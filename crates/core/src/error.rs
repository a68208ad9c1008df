use thiserror::Error;

pub type GateResult<T> = Result<T, GateError>;

#[derive(Error, Debug)]
pub enum GateError {
    #[error("Configuration error: {0}")]
    Config(String),

    /// An operation that requires a tenant context ran without one.
    /// This is a programming error, not a recoverable condition.
    #[error("No tenant context established for this operation")]
    ContextMissing,

    /// Recoverable authorization outcome (403-equivalent).
    #[error("Permission denied: {permission}")]
    PermissionDenied { permission: String },

    /// Recoverable authorization outcome: the feature is not exposed
    /// to the acting tenant.
    #[error("Feature not available: {key}")]
    FeatureNotAvailable { key: String },

    /// Recoverable authorization outcome: a kill switch or suspension
    /// blocks the operation.
    #[error("Operation blocked: {reason}")]
    OperationBlocked { reason: String },

    #[error("Control store error: {0}")]
    Store(String),

    #[error("Serialization error: {0}")]
    Serialization(#[from] serde_json::Error),

    #[error("IO error: {0}")]
    Io(#[from] std::io::Error),

    #[error("Internal error: {0}")]
    Internal(#[from] anyhow::Error),
}
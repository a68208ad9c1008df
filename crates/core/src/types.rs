use chrono::{DateTime, Utc};
use serde::{Deserialize, Serialize};
use uuid::Uuid;

/// The identity triple bound for the duration of one logical operation.
/// Created by the context propagator, read by every downstream check,
/// never mutated and never persisted.
#[derive(Debug, Clone, PartialEq, Eq, Serialize, Deserialize)]
pub struct TenantContext {
    pub organization_id: Uuid,
    pub user_id: Uuid,
    pub superadmin: bool,
}

impl TenantContext {
    pub fn new(organization_id: Uuid, user_id: Uuid) -> Self {
        Self {
            organization_id,
            user_id,
            superadmin: false,
        }
    }

    pub fn superadmin(organization_id: Uuid, user_id: Uuid) -> Self {
        Self {
            organization_id,
            user_id,
            superadmin: true,
        }
    }
}

/// Subscription plan tier. Ordering reflects privilege: a tier satisfies
/// any `minimum_plan` at or below it.
#[derive(
    Debug, Clone, Copy, PartialEq, Eq, PartialOrd, Ord, Hash, Serialize, Deserialize,
)]
#[serde(rename_all = "snake_case")]
pub enum PlanTier {
    Free,
    Starter,
    Pro,
    Enterprise,
}

impl PlanTier {
    /// All tiers, lowest first.
    pub fn all() -> Vec<PlanTier> {
        vec![
            PlanTier::Free,
            PlanTier::Starter,
            PlanTier::Pro,
            PlanTier::Enterprise,
        ]
    }

    /// Feature keys enabled by default for this tier. Each tier includes
    /// everything below it.
    pub fn default_features(&self) -> Vec<String> {
        let mut features: Vec<String> = vec!["basic_analytics".into()];
        if *self >= PlanTier::Starter {
            features.push("api_access".into());
            features.push("custom_branding".into());
        }
        if *self >= PlanTier::Pro {
            features.push("advanced_analytics".into());
            features.push("audit_log".into());
            features.push("priority_support".into());
        }
        if *self >= PlanTier::Enterprise {
            features.push("sso".into());
            features.push("unlimited_members".into());
            features.push("dedicated_support".into());
        }
        features
    }

    pub fn as_str(&self) -> &'static str {
        match self {
            PlanTier::Free => "free",
            PlanTier::Starter => "starter",
            PlanTier::Pro => "pro",
            PlanTier::Enterprise => "enterprise",
        }
    }
}

/// Organization lifecycle status. Independent of, but additive with, the
/// organization-scope kill switch: either can block.
#[derive(Debug, Clone, Copy, PartialEq, Eq, Serialize, Deserialize)]
#[serde(rename_all = "snake_case")]
pub enum OrganizationStatus {
    Active,
    Suspended,
    Locked,
}

impl OrganizationStatus {
    pub fn as_str(&self) -> &'static str {
        match self {
            OrganizationStatus::Active => "active",
            OrganizationStatus::Suspended => "suspended",
            OrganizationStatus::Locked => "locked",
        }
    }
}

/// Who suspended an organization, when, and why.
#[derive(Debug, Clone, Serialize, Deserialize)]
pub struct SuspensionMeta {
    pub reason: String,
    pub actor: String,
    pub at: DateTime<Utc>,
}

/// An organization as the control plane sees it.
#[derive(Debug, Clone, Serialize, Deserialize)]
pub struct OrganizationRecord {
    pub id: Uuid,
    pub name: String,
    pub status: OrganizationStatus,
    pub plan: PlanTier,
    #[serde(default)]
    pub suspension: Option<SuspensionMeta>,
    pub created_at: DateTime<Utc>,
    pub updated_at: DateTime<Utc>,
}

impl OrganizationRecord {
    /// Create an active organization on the given plan.
    pub fn new(name: String, plan: PlanTier) -> Self {
        let now = Utc::now();
        Self {
            id: Uuid::new_v4(),
            name,
            status: OrganizationStatus::Active,
            plan,
            suspension: None,
            created_at: now,
            updated_at: now,
        }
    }
}

#[cfg(test)]
mod tests {
    use super::*;

    #[test]
    fn test_tier_ordering() {
        assert!(PlanTier::Free < PlanTier::Starter);
        assert!(PlanTier::Starter < PlanTier::Pro);
        assert!(PlanTier::Pro < PlanTier::Enterprise);
    }

    #[test]
    fn test_tier_features_are_cumulative() {
        let free = PlanTier::Free.default_features();
        let pro = PlanTier::Pro.default_features();
        let enterprise = PlanTier::Enterprise.default_features();

        for f in &free {
            assert!(pro.contains(f));
        }
        for f in &pro {
            assert!(enterprise.contains(f));
        }
        // Pro includes basic_analytics through the Free baseline.
        assert!(pro.contains(&"basic_analytics".to_string()));
        assert!(!free.contains(&"sso".to_string()));
    }
}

# [Work request]
Repeat the whole listing exactly, line for line.

# [Expected output]
filename crates/core/src/error.rs
repository a68208ad9c1008df
use thiserror::Error;

pub type GateResult<T> = Result<T, GateError>;

#[derive(Error, Debug)]
pub enum GateError {
    #[error("Configuration error: {0}")]
    Config(String),

    /// An operation that requires a tenant context ran without one.
    /// This is a programming error, not a recoverable condition.
    #[error("No tenant context established for this operation")]
    ContextMissing,

    /// Recoverable authorization outcome (403-equivalent).
    #[error("Permission denied: {permission}")]
    PermissionDenied { permission: String },

    /// Recoverable authorization outcome: the feature is not exposed
    /// to the acting tenant.
    #[error("Feature not available: {key}")]
    FeatureNotAvailable { key: String },

    /// Recoverable authorization outcome: a kill switch or suspension
    /// blocks the operation.
    #[error("Operation blocked: {reason}")]
    OperationBlocked { reason: String },

    #[error("Control store error: {0}")]
    Store(String),

    #[error("Serialization error: {0}")]
    Serialization(#[from] serde_json::Error),

    #[error("IO error: {0}")]
    Io(#[from] std::io::Error),

    #[error("Internal error: {0}")]
    Internal(#[from] anyhow::Error),
}
repository a68208ad9c1008df
filename crates/core/src/types.rs
use chrono::{DateTime, Utc};
use serde::{Deserialize, Serialize};
use uuid::Uuid;

/// The identity triple bound for the duration of one logical operation.
/// Created by the context propagator, read by every downstream check,
/// never mutated and never persisted.
#[derive(Debug, Clone, PartialEq, Eq, Serialize, Deserialize)]
pub struct TenantContext {
    pub organization_id: Uuid,
    pub user_id: Uuid,
    pub superadmin: bool,
}

impl TenantContext {
    pub fn new(organization_id: Uuid, user_id: Uuid) -> Self {
        Self {
            organization_id,
            user_id,
            superadmin: false,
        }
    }

    pub fn superadmin(organization_id: Uuid, user_id: Uuid) -> Self {
        Self {
            organization_id,
            user_id,
            superadmin: true,
        }
    }
}

/// Subscription plan tier. Ordering reflects privilege: a tier satisfies
/// any `minimum_plan` at or below it.
#[derive(
    Debug, Clone, Copy, PartialEq, Eq, PartialOrd, Ord, Hash, Serialize, Deserialize,
)]
#[serde(rename_all = "snake_case")]
pub enum PlanTier {
    Free,
    Starter,
    Pro,
    Enterprise,
}

impl PlanTier {
    /// All tiers, lowest first.
    pub fn all() -> Vec<PlanTier> {
        vec![
            PlanTier::Free,
            PlanTier::Starter,
            PlanTier::Pro,
            PlanTier::Enterprise,
        ]
    }

    /// Feature keys enabled by default for this tier. Each tier includes
    /// everything below it.
    pub fn default_features(&self) -> Vec<String> {
        let mut features: Vec<String> = vec!["basic_analytics".into()];
        if *self >= PlanTier::Starter {
            features.push("api_access".into());
            features.push("custom_branding".into());
        }
        if *self >= PlanTier::Pro {
            features.push("advanced_analytics".into());
            features.push("audit_log".into());
            features.push("priority_support".into());
        }
        if *self >= PlanTier::Enterprise {
            features.push("sso".into());
            features.push("unlimited_members".into());
            features.push("dedicated_support".into());
        }
        features
    }

    pub fn as_str(&self) -> &'static str {
        match self {
            PlanTier::Free => "free",
            PlanTier::Starter => "starter",
            PlanTier::Pro => "pro",
            PlanTier::Enterprise => "enterprise",
        }
    }
}

/// Organization lifecycle status. Independent of, but additive with, the
/// organization-scope kill switch: either can block.
#[derive(Debug, Clone, Copy, PartialEq, Eq, Serialize, Deserialize)]
#[serde(rename_all = "snake_case")]
pub enum OrganizationStatus {
    Active,
    Suspended,
    Locked,
}

impl OrganizationStatus {
    pub fn as_str(&self) -> &'static str {
        match self {
            OrganizationStatus::Active => "active",
            OrganizationStatus::Suspended => "suspended",
            OrganizationStatus::Locked => "locked",
        }
    }
}

/// Who suspended an organization, when, and why.
#[derive(Debug, Clone, Serialize, Deserialize)]
pub struct SuspensionMeta {
    pub reason: String,
    pub actor: String,
    pub at: DateTime<Utc>,
}

/// An organization as the control plane sees it.
#[derive(Debug, Clone, Serialize, Deserialize)]
pub struct OrganizationRecord {
    pub id: Uuid,
    pub name: String,
    pub status: OrganizationStatus,
    pub plan: PlanTier,
    #[serde(default)]
    pub suspension: Option<SuspensionMeta>,
    pub created_at: DateTime<Utc>,
    pub updated_at: DateTime<Utc>,
}

impl OrganizationRecord {
    /// Create an active organization on the given plan.
    pub fn new(name: String, plan: PlanTier) -> Self {
        let now = Utc::now();
        Self {
            id: Uuid::new_v4(),
            name,
            status: OrganizationStatus::Active,
            plan,
            suspension: None,
            created_at: now,
            updated_at: now,
        }
    }
}

#[cfg(test)]
mod tests {
    use super::*;

    #[test]
    fn test_tier_ordering() {
        assert!(PlanTier::Free < PlanTier::Starter);
        assert!(PlanTier::Starter < PlanTier::Pro);
        assert!(PlanTier::Pro < PlanTier::Enterprise);
    }

    #[test]
    fn test_tier_features_are_cumulative() {
        let free = PlanTier::Free.default_features();
        let pro = PlanTier::Pro.default_features();
        let enterprise = PlanTier::Enterprise.default_features();

        for f in &free {
            assert!(pro.contains(f));
        }
        for f in &pro {
            assert!(enterprise.contains(f));
        }
        // Pro includes basic_analytics through the Free baseline.
        assert!(pro.contains(&"basic_analytics".to_string()));
        assert!(!free.contains(&"sso".to_string()));
    }
}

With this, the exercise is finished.